Locally common in the Western Sierra foothills and in the Coast Range north of the Bay. Formerly present (very locally) in the Sacramento Valley, but there are no current records. Found in riparian habitats, often in canyon bottoms, but something of a fixture in Gold Country towns where it breeds on introduced Black Locust (see below). There is nothing else in our fauna that can be confused with it.
A very strong flier, the silver patch flashing in the sun as it moves through dappled light and shade. An avid visitor to Milkweed, Dogbane, Yerba Santa, native perennial Vetches, California Buckeye and garden flowers such as Lilac and Buddleia.
Our subspecies (E. clarus californica), unlike the widespread nominate one in eastern North America (E. c. clarus), has only one brood, in late spring (April-July), but scattered late records suggest at least the potential for multivoltinism. The larva, which lives in a nest of several leaflets tied together with silk, is very comical-looking with a large purplish-brown head bearing two round orange "eyespots." It accentuates the clownishness by hurling fecal pellets if disturbed.
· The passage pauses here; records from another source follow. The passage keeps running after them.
use std::path::{Path, PathBuf};

/// Read-only resource directory of an installed package, given the executable's directory
#[cfg(target_os = "macos")]
pub fn resource_dir(exe_dir: &Path) -> PathBuf {
    // <App>.app/Contents/MacOS/<exe> -> <App>.app/Contents/Resources
    match exe_dir.parent() {
        Some(contents) if exe_dir.ends_with("MacOS") => contents.join("Resources"),
        _ => exe_dir.to_path_buf(),
    }
}

#[cfg(not(target_os = "macos"))]
pub fn resource_dir(exe_dir: &Path) -> PathBuf {
    exe_dir.to_path_buf()
}

/// macOS apps keep running after their last window closes
pub fn stays_open_without_windows() -> bool {
    cfg!(target_os = "macos")
}
//! File service for the records bridge

pub mod audit_log;
pub mod config;
pub mod error;
pub mod operations;
pub mod path_utils;
pub mod picker;
pub mod platform;
pub mod usage;


use std::path::{Path, PathBuf};
use std::sync::Arc;

use audit_log::AuditLog;
use config::BridgeConfig;
use operations::FileOperations;
use picker::DirectoryPicker;

pub struct FileSystemService {
    config: Arc<BridgeConfig>,
    storage_root: Option<PathBuf>,
    ops: FileOperations,
    audit_log: AuditLog,
    picker: DirectoryPicker,
}

impl FileSystemService {
    pub fn new(config: BridgeConfig, storage_root: Option<PathBuf>) -> Self {
        let picker = DirectoryPicker::new(config.picker_title.clone());
        Self {
            config: Arc::new(config),
            storage_root,
            ops: FileOperations::new(),
            audit_log: AuditLog::new(),
            picker,
        }
    }

    pub fn config(&self) -> &BridgeConfig {
        self.config.as_ref()
    }

    /// Root prepared at startup, if it could be resolved
    pub fn storage_root(&self) -> Option<&Path> {
        self.storage_root.as_deref()
    }

    pub fn ops(&self) -> &FileOperations {
        &self.ops
    }

    pub fn audit_log(&self) -> &AuditLog {
        &self.audit_log
    }

    pub fn picker(&self) -> &DirectoryPicker {
        &self.picker
    }
}
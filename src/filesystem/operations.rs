use tokio::fs;

use super::error::BridgeError;

/// Single-call file primitives.
///
/// Paths are used exactly as the caller supplied them; nothing is confined to
/// the storage root. Each method performs one filesystem call and no locking,
/// so concurrent writers to one path race at the filesystem layer.
#[derive(Debug, Clone, Default)]
pub struct FileOperations;

impl FileOperations {
    pub fn new() -> Self {
        Self
    }

    /// True iff the path is accessible. Errors count as absent.
    pub async fn exists(&self, path: &str) -> bool {
        fs::try_exists(path).await.unwrap_or(false)
    }

    /// Create a directory and its parents; an existing directory is fine.
    pub async fn create_directory(&self, path: &str) -> Result<(), BridgeError> {
        fs::create_dir_all(path)
            .await
            .map_err(|e| BridgeError::io(path, e))
    }

    /// Overwrite `path` with UTF-8 `content`. Not atomic.
    pub async fn write_text_file(&self, path: &str, content: &str) -> Result<(), BridgeError> {
        fs::write(path, content.as_bytes())
            .await
            .map_err(|e| BridgeError::io(path, e))
    }

    pub async fn read_text_file(&self, path: &str) -> Result<String, BridgeError> {
        fs::read_to_string(path)
            .await
            .map_err(|e| BridgeError::io(path, e))
    }

    pub async fn delete_file(&self, path: &str) -> Result<(), BridgeError> {
        fs::remove_file(path)
            .await
            .map_err(|e| BridgeError::io(path, e))
    }

    /// Rename or move. Whether an existing destination is replaced is up to the platform.
    pub async fn rename_file(&self, old_path: &str, new_path: &str) -> Result<(), BridgeError> {
        fs::rename(old_path, new_path)
            .await
            .map_err(|e| BridgeError::io(old_path, e))
    }

    /// Entry names of a directory, sorted bytewise.
    pub async fn list_directory(&self, path: &str) -> Result<Vec<String>, BridgeError> {
        let mut read_dir = fs::read_dir(path)
            .await
            .map_err(|e| BridgeError::io(path, e))?;

        let mut names = Vec::new();
        while let Some(entry) = read_dir
            .next_entry()
            .await
            .map_err(|e| BridgeError::io(path, e))?
        {
            names.push(entry.file_name().to_string_lossy().to_string());
        }
        names.sort();

        Ok(names)
    }
}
The native host plants in our area are the large, coarse perennial Lotus crassifolius and the uncommon riparian shrub Amorpha. It may also use perennial vetches of the genus Lathyrus. In the Gold Country, however, it routinely breeds on Black Locust (Robinia pseudacacia), which was often planted in Gold Rush days and has escaped in some places (mainly along roadsides). This is the usual host of the Eastern U.S. subspecies and it would seem it was preadapted to it. Right now a Neotropical ornamental, Argentine Flame Pea (Sesbania punicea) has escaped from cultivation and is becoming a serious riparian weed in the Sacramento Valley. When this butterfly meets it, it may be another case of "love at first bite."